== What to produce ==
If a line in the entries below holds the string "extensions", copy it.

◆ ◆ ◆

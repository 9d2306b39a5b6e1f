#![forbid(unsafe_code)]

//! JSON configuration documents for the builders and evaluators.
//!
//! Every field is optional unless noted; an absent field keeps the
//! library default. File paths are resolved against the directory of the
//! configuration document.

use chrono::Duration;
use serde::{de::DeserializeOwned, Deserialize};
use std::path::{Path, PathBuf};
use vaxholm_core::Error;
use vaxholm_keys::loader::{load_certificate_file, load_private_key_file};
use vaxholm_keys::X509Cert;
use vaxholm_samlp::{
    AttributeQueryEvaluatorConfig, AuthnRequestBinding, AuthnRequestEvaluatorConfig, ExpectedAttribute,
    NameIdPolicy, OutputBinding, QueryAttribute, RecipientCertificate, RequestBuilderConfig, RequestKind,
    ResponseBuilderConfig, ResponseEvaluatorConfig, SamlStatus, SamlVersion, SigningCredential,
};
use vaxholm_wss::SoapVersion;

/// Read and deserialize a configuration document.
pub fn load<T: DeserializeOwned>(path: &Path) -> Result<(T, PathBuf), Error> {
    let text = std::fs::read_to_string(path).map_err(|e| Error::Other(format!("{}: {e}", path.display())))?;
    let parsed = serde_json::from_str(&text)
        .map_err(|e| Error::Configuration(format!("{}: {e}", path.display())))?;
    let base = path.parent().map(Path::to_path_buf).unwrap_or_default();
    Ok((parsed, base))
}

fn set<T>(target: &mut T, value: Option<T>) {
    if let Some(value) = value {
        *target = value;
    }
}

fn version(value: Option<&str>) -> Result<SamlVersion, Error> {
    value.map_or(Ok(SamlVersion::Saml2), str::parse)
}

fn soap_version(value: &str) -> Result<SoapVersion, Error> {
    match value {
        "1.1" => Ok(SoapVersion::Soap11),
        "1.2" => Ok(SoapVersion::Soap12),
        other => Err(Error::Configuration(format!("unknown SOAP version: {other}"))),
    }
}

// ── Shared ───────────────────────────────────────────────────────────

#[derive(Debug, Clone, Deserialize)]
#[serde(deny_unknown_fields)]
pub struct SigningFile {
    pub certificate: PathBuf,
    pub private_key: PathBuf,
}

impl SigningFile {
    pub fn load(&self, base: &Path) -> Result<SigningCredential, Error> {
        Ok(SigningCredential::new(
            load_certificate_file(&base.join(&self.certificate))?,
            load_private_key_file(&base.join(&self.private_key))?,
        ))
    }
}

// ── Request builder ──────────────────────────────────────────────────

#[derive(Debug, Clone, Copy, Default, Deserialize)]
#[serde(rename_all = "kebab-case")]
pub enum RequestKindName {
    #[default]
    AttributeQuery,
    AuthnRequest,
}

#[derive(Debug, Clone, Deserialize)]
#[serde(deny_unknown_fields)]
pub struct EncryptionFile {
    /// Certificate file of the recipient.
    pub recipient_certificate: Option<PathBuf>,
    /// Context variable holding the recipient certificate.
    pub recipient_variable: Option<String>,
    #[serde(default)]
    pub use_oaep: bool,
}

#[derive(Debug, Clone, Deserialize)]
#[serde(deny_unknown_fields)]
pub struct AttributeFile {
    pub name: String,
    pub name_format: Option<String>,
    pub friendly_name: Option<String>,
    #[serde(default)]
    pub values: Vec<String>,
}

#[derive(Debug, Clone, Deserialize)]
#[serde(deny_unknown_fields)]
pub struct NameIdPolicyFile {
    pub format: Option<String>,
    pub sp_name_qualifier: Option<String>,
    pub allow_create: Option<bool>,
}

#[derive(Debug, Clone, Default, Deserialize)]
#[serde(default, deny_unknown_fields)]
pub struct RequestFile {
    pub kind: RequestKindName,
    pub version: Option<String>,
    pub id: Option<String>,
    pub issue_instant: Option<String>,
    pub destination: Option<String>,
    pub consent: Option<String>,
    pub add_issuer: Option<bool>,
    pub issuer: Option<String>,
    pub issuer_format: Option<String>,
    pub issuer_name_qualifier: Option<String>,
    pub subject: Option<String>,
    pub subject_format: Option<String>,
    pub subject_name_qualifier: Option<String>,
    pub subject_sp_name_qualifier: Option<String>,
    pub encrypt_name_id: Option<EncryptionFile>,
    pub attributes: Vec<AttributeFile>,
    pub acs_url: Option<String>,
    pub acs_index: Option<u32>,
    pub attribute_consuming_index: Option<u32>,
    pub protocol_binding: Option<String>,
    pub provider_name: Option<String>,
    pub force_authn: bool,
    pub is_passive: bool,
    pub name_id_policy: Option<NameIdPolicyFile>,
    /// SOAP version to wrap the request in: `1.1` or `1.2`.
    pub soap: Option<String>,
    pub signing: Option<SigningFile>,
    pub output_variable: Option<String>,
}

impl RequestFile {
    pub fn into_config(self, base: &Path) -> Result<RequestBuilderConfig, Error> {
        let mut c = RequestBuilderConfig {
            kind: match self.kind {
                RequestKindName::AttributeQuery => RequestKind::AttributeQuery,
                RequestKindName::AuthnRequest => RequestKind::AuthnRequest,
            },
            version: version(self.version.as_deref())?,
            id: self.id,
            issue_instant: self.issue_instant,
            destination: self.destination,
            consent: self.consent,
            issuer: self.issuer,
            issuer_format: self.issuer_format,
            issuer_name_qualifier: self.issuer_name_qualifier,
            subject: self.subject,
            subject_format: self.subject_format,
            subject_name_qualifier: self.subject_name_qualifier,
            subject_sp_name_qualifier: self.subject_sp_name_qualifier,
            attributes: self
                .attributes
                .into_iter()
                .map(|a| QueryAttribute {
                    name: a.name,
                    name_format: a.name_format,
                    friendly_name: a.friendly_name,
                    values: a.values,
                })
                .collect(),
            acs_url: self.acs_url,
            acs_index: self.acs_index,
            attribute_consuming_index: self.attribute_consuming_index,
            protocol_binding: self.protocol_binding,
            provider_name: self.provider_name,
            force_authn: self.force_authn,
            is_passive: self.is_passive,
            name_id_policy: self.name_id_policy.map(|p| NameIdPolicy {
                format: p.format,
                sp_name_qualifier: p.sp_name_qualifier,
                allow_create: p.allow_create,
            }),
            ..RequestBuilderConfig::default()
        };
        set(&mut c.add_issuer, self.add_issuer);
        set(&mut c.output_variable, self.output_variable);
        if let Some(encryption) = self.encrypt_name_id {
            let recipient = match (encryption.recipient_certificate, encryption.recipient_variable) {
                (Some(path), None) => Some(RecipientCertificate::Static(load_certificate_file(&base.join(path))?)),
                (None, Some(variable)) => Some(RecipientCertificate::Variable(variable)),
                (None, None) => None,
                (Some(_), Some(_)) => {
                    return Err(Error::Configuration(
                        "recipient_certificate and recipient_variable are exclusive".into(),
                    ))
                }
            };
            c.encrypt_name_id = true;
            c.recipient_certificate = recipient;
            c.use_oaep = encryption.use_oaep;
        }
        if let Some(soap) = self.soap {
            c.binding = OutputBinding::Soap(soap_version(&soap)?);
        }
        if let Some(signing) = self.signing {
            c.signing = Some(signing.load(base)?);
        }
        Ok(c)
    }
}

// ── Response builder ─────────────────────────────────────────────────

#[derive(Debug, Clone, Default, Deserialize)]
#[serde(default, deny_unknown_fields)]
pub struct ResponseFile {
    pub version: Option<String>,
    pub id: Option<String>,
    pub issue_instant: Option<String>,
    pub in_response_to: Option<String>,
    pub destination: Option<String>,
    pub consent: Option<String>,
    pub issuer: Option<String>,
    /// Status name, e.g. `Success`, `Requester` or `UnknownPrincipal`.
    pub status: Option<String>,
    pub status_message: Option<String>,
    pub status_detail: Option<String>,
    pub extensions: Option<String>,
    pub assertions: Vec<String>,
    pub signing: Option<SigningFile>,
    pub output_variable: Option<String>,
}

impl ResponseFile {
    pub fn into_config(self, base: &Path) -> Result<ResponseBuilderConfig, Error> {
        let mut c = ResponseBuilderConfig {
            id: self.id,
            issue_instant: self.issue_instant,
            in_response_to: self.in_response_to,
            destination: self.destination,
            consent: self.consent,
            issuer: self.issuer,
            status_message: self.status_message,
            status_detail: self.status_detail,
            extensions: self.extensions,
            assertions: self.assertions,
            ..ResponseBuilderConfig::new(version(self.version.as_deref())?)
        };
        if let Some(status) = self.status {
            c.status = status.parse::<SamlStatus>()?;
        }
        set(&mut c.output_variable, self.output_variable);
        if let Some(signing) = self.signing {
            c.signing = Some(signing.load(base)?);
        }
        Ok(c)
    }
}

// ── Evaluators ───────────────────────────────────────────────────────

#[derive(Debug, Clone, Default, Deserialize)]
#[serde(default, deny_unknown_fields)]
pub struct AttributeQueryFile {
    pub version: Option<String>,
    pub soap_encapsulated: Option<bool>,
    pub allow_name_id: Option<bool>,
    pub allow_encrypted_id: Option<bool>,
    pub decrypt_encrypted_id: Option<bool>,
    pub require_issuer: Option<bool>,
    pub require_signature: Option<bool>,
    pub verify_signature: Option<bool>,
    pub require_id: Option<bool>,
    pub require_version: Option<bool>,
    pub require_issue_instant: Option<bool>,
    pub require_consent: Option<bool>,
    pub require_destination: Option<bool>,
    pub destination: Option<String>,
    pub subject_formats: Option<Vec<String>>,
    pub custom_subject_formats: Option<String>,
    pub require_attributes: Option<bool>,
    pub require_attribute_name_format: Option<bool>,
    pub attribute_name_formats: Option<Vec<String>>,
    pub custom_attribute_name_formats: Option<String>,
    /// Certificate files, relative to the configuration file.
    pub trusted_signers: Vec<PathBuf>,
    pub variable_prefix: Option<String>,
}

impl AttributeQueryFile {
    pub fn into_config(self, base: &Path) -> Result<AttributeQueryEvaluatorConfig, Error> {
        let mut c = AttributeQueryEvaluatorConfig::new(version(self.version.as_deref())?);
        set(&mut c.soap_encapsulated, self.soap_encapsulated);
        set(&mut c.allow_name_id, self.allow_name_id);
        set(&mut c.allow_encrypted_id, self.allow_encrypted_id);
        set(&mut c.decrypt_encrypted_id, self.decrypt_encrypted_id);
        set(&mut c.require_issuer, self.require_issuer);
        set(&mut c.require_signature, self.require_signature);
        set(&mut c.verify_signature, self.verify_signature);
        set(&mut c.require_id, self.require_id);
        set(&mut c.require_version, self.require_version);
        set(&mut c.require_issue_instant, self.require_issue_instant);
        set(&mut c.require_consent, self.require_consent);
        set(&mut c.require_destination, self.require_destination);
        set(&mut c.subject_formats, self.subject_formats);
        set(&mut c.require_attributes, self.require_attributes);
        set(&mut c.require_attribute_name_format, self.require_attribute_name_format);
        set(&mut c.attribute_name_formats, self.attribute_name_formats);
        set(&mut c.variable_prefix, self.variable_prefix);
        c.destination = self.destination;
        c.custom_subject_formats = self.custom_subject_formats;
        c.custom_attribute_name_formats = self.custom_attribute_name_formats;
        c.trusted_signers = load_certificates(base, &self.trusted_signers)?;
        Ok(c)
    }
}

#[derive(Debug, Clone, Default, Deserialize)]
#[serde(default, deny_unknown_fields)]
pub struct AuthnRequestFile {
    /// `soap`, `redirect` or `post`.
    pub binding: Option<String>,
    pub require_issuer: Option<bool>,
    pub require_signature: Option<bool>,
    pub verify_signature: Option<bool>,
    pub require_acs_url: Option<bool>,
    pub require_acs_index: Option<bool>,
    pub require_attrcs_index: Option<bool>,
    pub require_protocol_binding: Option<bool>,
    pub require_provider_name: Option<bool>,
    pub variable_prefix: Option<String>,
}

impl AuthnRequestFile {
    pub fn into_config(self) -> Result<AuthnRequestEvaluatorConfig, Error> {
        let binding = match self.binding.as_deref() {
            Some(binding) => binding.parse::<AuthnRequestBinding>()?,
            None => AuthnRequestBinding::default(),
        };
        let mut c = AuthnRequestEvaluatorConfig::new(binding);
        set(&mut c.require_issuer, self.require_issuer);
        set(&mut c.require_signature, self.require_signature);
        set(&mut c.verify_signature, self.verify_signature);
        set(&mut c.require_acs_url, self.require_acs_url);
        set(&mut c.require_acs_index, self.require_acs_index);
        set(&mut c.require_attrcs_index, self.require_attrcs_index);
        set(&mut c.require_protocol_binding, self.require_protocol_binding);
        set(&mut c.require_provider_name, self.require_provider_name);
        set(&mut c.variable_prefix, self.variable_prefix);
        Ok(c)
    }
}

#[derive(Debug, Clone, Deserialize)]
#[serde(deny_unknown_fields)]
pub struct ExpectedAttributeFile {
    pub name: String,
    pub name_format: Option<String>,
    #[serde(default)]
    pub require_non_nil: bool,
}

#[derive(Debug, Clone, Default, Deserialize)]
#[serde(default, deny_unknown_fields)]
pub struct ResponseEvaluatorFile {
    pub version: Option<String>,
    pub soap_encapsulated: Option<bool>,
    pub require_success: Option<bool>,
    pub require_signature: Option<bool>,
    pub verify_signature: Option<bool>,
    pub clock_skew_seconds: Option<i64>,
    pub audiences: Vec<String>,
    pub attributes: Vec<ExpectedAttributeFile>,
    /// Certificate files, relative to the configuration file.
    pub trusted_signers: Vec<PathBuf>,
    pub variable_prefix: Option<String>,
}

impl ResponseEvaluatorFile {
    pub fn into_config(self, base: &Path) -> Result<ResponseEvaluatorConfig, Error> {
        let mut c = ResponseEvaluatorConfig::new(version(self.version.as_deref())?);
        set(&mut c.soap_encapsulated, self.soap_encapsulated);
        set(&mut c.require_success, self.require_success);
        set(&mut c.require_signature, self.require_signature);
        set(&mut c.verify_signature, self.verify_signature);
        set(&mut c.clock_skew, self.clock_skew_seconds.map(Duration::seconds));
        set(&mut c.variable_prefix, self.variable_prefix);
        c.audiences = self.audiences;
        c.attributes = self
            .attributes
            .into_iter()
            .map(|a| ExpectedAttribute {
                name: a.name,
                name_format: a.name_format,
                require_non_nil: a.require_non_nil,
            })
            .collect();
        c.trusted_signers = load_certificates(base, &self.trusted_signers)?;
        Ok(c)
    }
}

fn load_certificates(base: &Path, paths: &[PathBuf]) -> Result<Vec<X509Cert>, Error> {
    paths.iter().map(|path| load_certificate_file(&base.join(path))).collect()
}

◆ ◆ ◆

== Answer space ==
    pub extensions: Option<String>,
            extensions: self.extensions,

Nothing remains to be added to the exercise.